Осенью 1924 года дом загорелся. До сих пор непонятно, что послужило причиной пожара: не то неисправная плита, не то сажа в трубе. По счастью, Хирам Петерсен и Кнут Хуго, жившие по соседству, проезжали мимо и увидели пламя. Им удалось вытащить деда Улафа из огня. Дед едва не сгорел заживо, потому что стол, который он пытался выпихнуть, застрял в дверном проеме и он оказался в западне. Он сильно обгорел, особенно руки и часть лица. Последний раз, когда я видел деда живым, он лежал в постели и говорить уже не мог, только положил обожженную руку мне на голову и благословил, а потом сделал то же самое с моей сестрой Лоттой.
— Я бы тоже шваркнула тарелку об пол, — сказала Соня. — Он ведь не стал их кормить, манны не послал. Они же все потеряли.
Мать покачала головой:
— Вы не представляете, какими они были разными. Хильде могла совершать безрассудные поступки, но духом всегда была тверда. А вот Ивар перед смертью впал в кому, правда, выходил из нее иногда и тогда нас видел. Говорить он уже не мог, только смотрел, и в глазах его стояла такая мука, словно он ждал смерти как избавления.
Никто из нас не мог ничего сказать, молчание длилось почти минуту. Потом мама повернулась к Соне и продолжала:
— Мой отец заболел во время войны. Сердце. Он был таким крепким, спортивным, по горам бегал, что твой горный козел, никогда не спотыкался, ни разу, а потом…
Мама прижала руку к груди.
— Ему вдруг стало трудно дышать. Я помню, что слышу его прерывистое дыхание, а в голове стучит: «Папа не умрет.

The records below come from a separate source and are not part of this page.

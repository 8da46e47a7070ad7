use sales_core::types::{Archetype, Phase, Tier, VariantId};

use crate::catalogue::TemplateCatalogue;
use crate::types::{PriceObjectionSubCategory, SystemPrompt, TimeOfDay};

/// Everything the composer needs to assemble one turn's prompt (§4.7's
/// "Inputs" list), borrowed rather than owned since it's assembled fresh
/// from `ConversationState` on every call.
pub struct ComposerInput<'a> {
    pub phase: Phase,
    pub primary_emotion: &'a str,
    pub tier: Option<Tier>,
    pub archetype: Archetype,
    pub predicted_objections: &'a [String],
    pub predicted_needs: &'a [String],
    pub greeting_variant: Option<&'a VariantId>,
    pub price_objection_variant: Option<&'a VariantId>,
    pub last_customer_message: &'a str,
    pub turn_count: u32,
    pub hour_of_day: u32,
    pub timestamp: &'a str,
}

/// Assembles the phase/emotion/variant-driven system prompt (§4.7 steps
/// 1-2). Post-processing of the LLM's *output* lives in `postprocess`.
pub struct PromptComposer;

impl PromptComposer {
    /// Maps `(phase, primary_emotion, variant_id)` to a template id from
    /// the closed catalogue (§4.7 step 1).
    pub fn select_template_id(input: &ComposerInput) -> String {
        if input.phase == Phase::Discovery {
            let tod = TimeOfDay::from_hour(input.hour_of_day).as_str();
            let variant = input.greeting_variant.map(|v| v.0.as_str()).unwrap_or("A");
            return format!("greeting_{tod}_{variant}");
        }
        if input.predicted_objections.iter().any(|o| o == "price_too_high") {
            let subcategory = PriceObjectionSubCategory::classify(input.last_customer_message);
            let variant = input.price_objection_variant.map(|v| v.0.as_str()).unwrap_or("A");
            return format!("price_objection_{}_{variant}", subcategory.as_str());
        }
        format!("generic_{}", input.phase)
    }

    pub fn compose(catalogue: &TemplateCatalogue, input: &ComposerInput) -> SystemPrompt {
        let template_id = Self::select_template_id(input);
        let template_body = catalogue
            .get(&template_id)
            .or_else(|| catalogue.get("generic_fallback"))
            .unwrap_or("Let's continue.")
            .to_string();

        let static_tier = format!(
            "## Base guidance\n{template_body}\n\n## Style\nBe warm, concrete, and never robotic. \
             Validate the customer's emotion before moving the conversation forward."
        );

        let mut customer_tier = String::new();
        if let Some(tier) = input.tier {
            customer_tier.push_str(&format!("Recommended tier: {tier}.\n"));
        }
        if input.archetype != Archetype::Unknown {
            customer_tier.push_str(&format!("Customer archetype: {:?}.\n", input.archetype));
        }
        if !input.predicted_objections.is_empty() {
            customer_tier.push_str(&format!(
                "Active objections to address: {}.\n",
                input.predicted_objections.join(", ")
            ));
        }
        if !input.predicted_needs.is_empty() {
            customer_tier.push_str(&format!("Evidenced needs: {}.\n", input.predicted_needs.join(", ")));
        }

        let volatile_tier = format!(
            "[Phase: {} | Turn: {} | Time: {} | validate emotion: {}]",
            input.phase, input.turn_count, input.timestamp, input.primary_emotion
        );

        SystemPrompt { static_tier, customer_tier, volatile_tier }
    }
}

#[cfg(test)]
mod tests {
    use super::*;

    fn input(phase: Phase, objections: &'static [String], msg: &'static str) -> ComposerInput<'static> {
        ComposerInput {
            phase,
            primary_emotion: "interest",
            tier: Some(Tier::Pro),
            archetype: Archetype::Prime,
            predicted_objections: objections,
            predicted_needs: &[],
            greeting_variant: None,
            price_objection_variant: None,
            last_customer_message: msg,
            turn_count: 3,
            hour_of_day: 9,
            timestamp: "2026-01-01T09:00:00Z",
        }
    }

    #[test]
    fn discovery_phase_picks_morning_greeting() {
        let id = PromptComposer::select_template_id(&input(Phase::Discovery, &[], ""));
        assert_eq!(id, "greeting_morning_A");
    }

    #[test]
    fn price_objection_routes_to_subcategory_template() {
        let objections = vec!["price_too_high".to_string()];
        let objections: &'static [String] = Box::leak(objections.into_boxed_slice());
        let id = PromptComposer::select_template_id(&input(
            Phase::Objection,
            objections,
            "I can't afford this right now, my budget is tight",
        ));
        assert_eq!(id, "price_objection_budget_constraint_A");
    }

    #[test]
    fn price_objection_variant_b_routes_to_its_own_template() {
        let objections = vec!["price_too_high".to_string()];
        let objections: &'static [String] = Box::leak(objections.into_boxed_slice());
        let mut composer_input = input(
            Phase::Objection,
            objections,
            "I can't afford this right now, my budget is tight",
        );
        let variant_b = VariantId::from("B");
        composer_input.price_objection_variant = Some(&variant_b);
        let id = PromptComposer::select_template_id(&composer_input);
        assert_eq!(id, "price_objection_budget_constraint_B");
    }

    #[test]
    fn compose_includes_validation_instruction_in_volatile_tier() {
        let catalogue = TemplateCatalogue::load();
        let prompt = PromptComposer::compose(&catalogue, &input(Phase::Focused, &[], ""));
        assert!(prompt.volatile_tier.contains("validate emotion: interest"));
    }
}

Он не может умереть!»
— И я, — прошептала Соня. — Я то же самое говорила про своего папу.
Мама притянула внучку к себе и принялась легонько гладить ее по волосам. Инга смотрела на них, напряженно вытянув шею.
Мама продолжала свой рассказ. В ее ровном голосе проступали ритм, интонации и напевность другого языка, словно выстилавшего изнутри тот, на котором она говорила сейчас. Это был разговор не столько с нами, сколько с самой собой.
— В мое время, когда человек умирал, его одевали в парадный костюм и выставляли для прощания, чтобы люди могли прийти и проводить его в последний путь. Это был обряд прощания с телом. Стоя на панихиде у гроба, я смотрела на папу, который лежал там, но это был не он. Его там нет было. Этого мертвого человека я не знала.